I love the Myth of Sisyphus. Camus was a great writer and used that myth very well. I agree with him that you can get used to everything and be happy in any situation life brings you.
but I don't think you do...
I remember reading this work by Camus as an undergraduate, as well as others, but that was long ago. In looking at the wikipedia article on it, http://en.wikipedia.org/wiki/The_Myth_of_Sisyphus , I wonder what the word "absurd" really means. Camus rejects solutions provided by other philosophers, but I now wonder if his rejection was correct.
Regarding suicide, this is no longer an option for Sisyphus since he is already dead and is in an eternal hell created by the gods just for him. That realization makes me doubt Camus' conclusions where the consciousness of death is prominent, but I would have to re-read the book.
welll looking at the book and then reading this question
Does the realization of the absurd require suicide?
puts into question what absurd mean.
A world devoid of God does not mean absurd or futile because we do live life without god around on a daily basis.
However about the myth one could presume that Sisyhus would kick the boulder to roll to the other side of the mountain hence ridding Sisyphus of his monotonous forever rolling down boulder.
'can I kick it?!! yes you can' is a song that comes to mind.
A stroke of genius and that's one task out of the way.
A twist on how to kick routine out of its habbit.
I take the Absurd to mean the generally bland.
As cacian mentions, I don't see why Sisyphus couldn't just stop pushing the boulder up the mountain. Even if he could not commit suicide anymore, since he's already dead, what's stopping him from discontinuing his torment? Maybe that would be "suicide" in his hell.
Whether the "absurde" is just blandness as G L Wilson suggests or not makes me wonder if Camus really has anything that is worth writing an essay about. We all have bad days. So what? We'll feel better tomorrow.
In glancing at a French version, the absurd sees to be defined by the following:
Ce divorce entre l'homme et sa vie, l'acteur et son décor, c'est proprement le sentiment de l'absurdité.
This doesn't make a lot of sense to me, but I don't think it would make any more sense to me in English. My question is not so much what this means, but whether there is any point to the essay at all.
One thing I am picking up from the text is a belief, which seems too close to a flip-side of a Christian belief in resurrection, that suicide is a practical way to achieve nothingness (le néant).
Sisyphus has his honour that is all.
If I may, the absurd is representative of a meaninglness reality.
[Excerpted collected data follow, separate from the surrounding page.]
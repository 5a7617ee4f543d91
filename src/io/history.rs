use std::fs;
use std::path::PathBuf;

use chrono::{DateTime, Utc};
use serde::{Deserialize, Serialize};
use tracing::debug;

use crate::io::lock::{DEFAULT_LOCK_TIMEOUT, FileLock};
use crate::io::store::{StoreError, atomic_write};
use crate::io::workspace::{Workspace, WorkspaceError};
use crate::model::focus::ReconcileResult;

/// One stretch of time a task held the focus label
#[derive(Debug, Clone, PartialEq, Eq, Serialize, Deserialize)]
pub struct FocusSession {
    pub label: String,
    pub task_id: String,
    pub started_at: DateTime<Utc>,
    #[serde(default, skip_serializing_if = "Option::is_none")]
    pub ended_at: Option<DateTime<Utc>>,
    /// What triggered the session: `run`, `focus`
    pub source: String,
    pub reason: String,
    #[serde(default, skip_serializing_if = "Option::is_none")]
    pub end_reason: Option<String>,
}

impl FocusSession {
    pub fn is_open(&self) -> bool {
        self.ended_at.is_none()
    }
}

#[derive(Debug, Clone, Default, Serialize, Deserialize)]
struct HistoryFile {
    #[serde(default)]
    sessions: Vec<FocusSession>,
}

/// Focus sessions kept in `autolabel/history.json`
#[derive(Debug, Clone)]
pub struct HistoryStore {
    dir: PathBuf,
    path: PathBuf,
}

impl HistoryStore {
    pub fn new(workspace: &Workspace) -> Self {
        HistoryStore {
            dir: workspace.dir.clone(),
            path: workspace.history_path(),
        }
    }

    fn read(&self) -> Result<HistoryFile, WorkspaceError> {
        if !self.path.exists() {
            return Ok(HistoryFile::default());
        }
        let text = fs::read_to_string(&self.path).map_err(|e| WorkspaceError::ReadError {
            path: self.path.clone(),
            source: e,
        })?;
        serde_json::from_str(&text).map_err(|e| WorkspaceError::JsonError {
            path: self.path.clone(),
            source: e,
        })
    }

    fn write(&self, file: &HistoryFile) -> Result<(), WorkspaceError> {
        let json = serde_json::to_string_pretty(file).map_err(|e| WorkspaceError::JsonError {
            path: self.path.clone(),
            source: e,
        })?;
        atomic_write(&self.path, format!("{}\n", json).as_bytes()).map_err(|e| {
            WorkspaceError::WriteError {
                path: self.path.clone(),
                source: e,
            }
        })
    }

    /// Read-modify-write under the workspace lock. The closure returns
    /// whether anything changed.
    fn update(&self, edit: impl FnOnce(&mut HistoryFile) -> bool) -> Result<bool, StoreError> {
        let _lock = FileLock::acquire(&self.dir, DEFAULT_LOCK_TIMEOUT)?;
        let mut file = self.read()?;
        let changed = edit(&mut file);
        if changed {
            self.write(&file)?;
        }
        Ok(changed)
    }

    /// Open a session for `task_id`. Does nothing if one is already open.
    pub fn start_session(
        &self,
        label: &str,
        task_id: &str,
        assigned_at: DateTime<Utc>,
        source: &str,
        reason: &str,
    ) -> Result<bool, StoreError> {
        self.update(|file| {
            let open = file
                .sessions
                .iter()
                .any(|s| s.is_open() && s.label == label && s.task_id == task_id);
            if open {
                return false;
            }
            file.sessions.push(FocusSession {
                label: label.to_string(),
                task_id: task_id.to_string(),
                started_at: assigned_at,
                ended_at: None,
                source: source.to_string(),
                reason: reason.to_string(),
                end_reason: None,
            });
            true
        })
    }

    /// Close the open session for `task_id`, if there is one
    pub fn end_session(
        &self,
        label: &str,
        task_id: &str,
        ended_at: DateTime<Utc>,
        reason: &str,
    ) -> Result<bool, StoreError> {
        self.update(|file| {
            let Some(session) = file
                .sessions
                .iter_mut()
                .rev()
                .find(|s| s.is_open() && s.label == label && s.task_id == task_id)
            else {
                return false;
            };
            session.ended_at = Some(ended_at);
            session.end_reason = Some(reason.to_string());
            true
        })
    }

    /// Sessions for `label` (all labels when `None`), most recent first
    pub fn list_sessions(&self, label: Option<&str>, limit: usize) -> Result<Vec<FocusSession>, StoreError> {
        let file = self.read()?;
        let mut sessions: Vec<FocusSession> = file
            .sessions
            .into_iter()
            .filter(|s| label.is_none_or(|l| s.label == l))
            .collect();
        sessions.reverse();
        // Stable sort keeps later-recorded sessions first among equal starts
        sessions.sort_by(|a, b| b.started_at.cmp(&a.started_at));
        sessions.truncate(limit);
        Ok(sessions)
    }

    /// Record an applied reconciliation: the winner's session starts, every
    /// loser's open session ends, and so does any open session whose task no
    /// longer carries the label at all.
    pub fn record_reconcile(
        &self,
        label: &str,
        result: &ReconcileResult,
        at: DateTime<Utc>,
        source: &str,
    ) -> Result<(), StoreError> {
        for loser in &result.losers {
            if self.end_session(label, &loser.id, at, "superseded")? {
                debug!(task = %loser.id, "focus session ended");
            }
        }
        let winner = result.winner.as_ref().map(|w| w.id.as_str());
        self.update(|file| {
            let mut changed = false;
            for session in file.sessions.iter_mut() {
                if session.is_open() && session.label == label && Some(session.task_id.as_str()) != winner {
                    debug!(task = %session.task_id, "focus label gone, session ended");
                    session.ended_at = Some(at);
                    session.end_reason = Some("label removed".to_string());
                    changed = true;
                }
            }
            changed
        })?;
        if let Some(winner) = &result.winner {
            let reason = if result.losers.is_empty() {
                "sole holder"
            } else {
                "won reconciliation"
            };
            if self.start_session(label, &winner.id, at, source, reason)? {
                debug!(task = %winner.id, "focus session started");
            }
        }
        Ok(())
    }
}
It coincides with the falsehoods of civilization and the several synthetic facades that have dominated the ideals of mainstream consciousness. The individual phsyci has often been succumbed by misconception and egotistical bickering. Albert Camus reflects upon the absurdity of self-delusion, which is thence the purpose of Sisyphus. Sisyphus is bound to perpetual torment, it never ceases. The central character of the tale, Sisyphus, is representative of the absurd hero, and in a broader spectrum humanity itself. We as a species continuously attempt to alter the inevitable, but unfortunately the reality to which we are linked will never cease to persist. The boulder continues to tumble down a path, built upon a hope and only in the midst of the occasion where everything reverts back to the former do we recognize the obscurity of our place within the universe.
Those that take the Absurd onto themselves are considered normal.